*** GIVEN INFORMATION ***

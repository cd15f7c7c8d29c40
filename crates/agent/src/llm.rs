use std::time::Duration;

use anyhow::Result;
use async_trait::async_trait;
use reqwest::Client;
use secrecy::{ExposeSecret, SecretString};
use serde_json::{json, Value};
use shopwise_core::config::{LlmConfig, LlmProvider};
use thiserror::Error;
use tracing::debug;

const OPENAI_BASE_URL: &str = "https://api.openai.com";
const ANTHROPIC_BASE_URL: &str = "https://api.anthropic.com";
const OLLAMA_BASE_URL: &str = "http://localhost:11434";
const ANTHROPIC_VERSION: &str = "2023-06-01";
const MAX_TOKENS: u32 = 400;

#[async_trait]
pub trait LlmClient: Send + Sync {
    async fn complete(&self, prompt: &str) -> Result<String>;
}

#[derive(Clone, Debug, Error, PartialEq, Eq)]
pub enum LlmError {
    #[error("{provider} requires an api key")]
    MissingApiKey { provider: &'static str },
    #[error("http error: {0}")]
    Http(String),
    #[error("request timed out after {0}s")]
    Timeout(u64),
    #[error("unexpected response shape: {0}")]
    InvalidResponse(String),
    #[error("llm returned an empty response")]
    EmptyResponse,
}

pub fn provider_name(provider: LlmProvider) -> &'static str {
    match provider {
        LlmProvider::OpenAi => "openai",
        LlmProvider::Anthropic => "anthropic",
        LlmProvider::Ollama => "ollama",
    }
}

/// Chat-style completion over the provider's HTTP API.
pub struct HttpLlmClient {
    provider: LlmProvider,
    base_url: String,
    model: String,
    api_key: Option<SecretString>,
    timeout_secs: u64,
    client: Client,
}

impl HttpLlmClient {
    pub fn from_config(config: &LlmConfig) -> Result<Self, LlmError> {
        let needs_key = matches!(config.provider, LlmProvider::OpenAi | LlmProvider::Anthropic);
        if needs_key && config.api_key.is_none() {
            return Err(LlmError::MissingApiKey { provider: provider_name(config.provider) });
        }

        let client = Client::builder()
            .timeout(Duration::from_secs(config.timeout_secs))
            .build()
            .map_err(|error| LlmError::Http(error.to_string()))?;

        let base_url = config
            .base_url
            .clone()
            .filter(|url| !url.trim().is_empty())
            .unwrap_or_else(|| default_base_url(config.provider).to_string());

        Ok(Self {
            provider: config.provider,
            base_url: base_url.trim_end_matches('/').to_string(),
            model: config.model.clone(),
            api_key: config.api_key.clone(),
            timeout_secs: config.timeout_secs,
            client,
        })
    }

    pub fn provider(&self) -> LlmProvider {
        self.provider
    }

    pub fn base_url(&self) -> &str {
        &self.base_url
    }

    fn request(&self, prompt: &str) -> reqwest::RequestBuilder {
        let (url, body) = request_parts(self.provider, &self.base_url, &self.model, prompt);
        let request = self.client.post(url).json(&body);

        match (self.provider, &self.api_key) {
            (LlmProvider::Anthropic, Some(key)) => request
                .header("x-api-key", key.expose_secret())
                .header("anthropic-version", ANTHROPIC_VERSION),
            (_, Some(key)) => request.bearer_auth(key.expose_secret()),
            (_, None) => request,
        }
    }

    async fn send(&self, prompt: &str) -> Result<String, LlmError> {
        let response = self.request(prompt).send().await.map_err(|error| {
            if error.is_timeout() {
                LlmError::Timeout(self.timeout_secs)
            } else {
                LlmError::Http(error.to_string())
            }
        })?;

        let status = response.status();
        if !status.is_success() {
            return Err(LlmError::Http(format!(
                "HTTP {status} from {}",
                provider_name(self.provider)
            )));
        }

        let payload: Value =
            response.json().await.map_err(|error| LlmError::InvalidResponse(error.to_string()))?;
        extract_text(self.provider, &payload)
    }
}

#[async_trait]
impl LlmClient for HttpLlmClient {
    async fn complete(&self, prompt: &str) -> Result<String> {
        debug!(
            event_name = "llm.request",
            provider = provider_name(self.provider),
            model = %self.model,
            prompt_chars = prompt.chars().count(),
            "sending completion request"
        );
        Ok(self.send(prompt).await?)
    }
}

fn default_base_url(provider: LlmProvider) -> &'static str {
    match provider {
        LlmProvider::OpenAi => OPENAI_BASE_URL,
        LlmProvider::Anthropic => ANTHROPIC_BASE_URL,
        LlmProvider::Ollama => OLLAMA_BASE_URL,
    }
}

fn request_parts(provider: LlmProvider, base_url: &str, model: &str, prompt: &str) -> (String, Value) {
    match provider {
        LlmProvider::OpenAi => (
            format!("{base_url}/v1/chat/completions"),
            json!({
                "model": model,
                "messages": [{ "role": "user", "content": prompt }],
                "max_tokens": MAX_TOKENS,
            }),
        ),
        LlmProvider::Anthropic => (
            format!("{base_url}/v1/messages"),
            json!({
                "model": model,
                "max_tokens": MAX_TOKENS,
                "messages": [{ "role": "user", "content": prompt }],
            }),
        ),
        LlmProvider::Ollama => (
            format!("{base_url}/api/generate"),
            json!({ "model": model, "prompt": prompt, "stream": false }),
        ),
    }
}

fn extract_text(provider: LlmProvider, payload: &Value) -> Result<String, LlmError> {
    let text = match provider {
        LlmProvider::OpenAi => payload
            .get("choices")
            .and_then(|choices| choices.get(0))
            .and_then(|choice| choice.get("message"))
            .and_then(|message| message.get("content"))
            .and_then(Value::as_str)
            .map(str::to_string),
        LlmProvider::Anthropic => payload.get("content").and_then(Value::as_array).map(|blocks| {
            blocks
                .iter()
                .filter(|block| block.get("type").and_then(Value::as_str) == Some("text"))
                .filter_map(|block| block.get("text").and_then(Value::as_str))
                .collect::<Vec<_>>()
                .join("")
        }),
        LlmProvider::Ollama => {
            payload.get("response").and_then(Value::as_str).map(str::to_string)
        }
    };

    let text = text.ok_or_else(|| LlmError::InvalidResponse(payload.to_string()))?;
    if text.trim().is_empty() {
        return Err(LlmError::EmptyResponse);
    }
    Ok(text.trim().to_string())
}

***

### [PROMPT]
The line containing "const ANTHROPIC_BASE_URL: &str" marks the end. Please print exactly every line from the top of the data to it, both included, and nothing more.

### [RESPONSE FOR THIS EXERCISE]
repository cd15f7c7c8d29c40
filename crates/agent/src/llm.rs
use std::time::Duration;

use anyhow::Result;
use async_trait::async_trait;
use reqwest::Client;
use secrecy::{ExposeSecret, SecretString};
use serde_json::{json, Value};
use shopwise_core::config::{LlmConfig, LlmProvider};
use thiserror::Error;
use tracing::debug;

const OPENAI_BASE_URL: &str = "https://api.openai.com";
const ANTHROPIC_BASE_URL: &str = "https://api.anthropic.com";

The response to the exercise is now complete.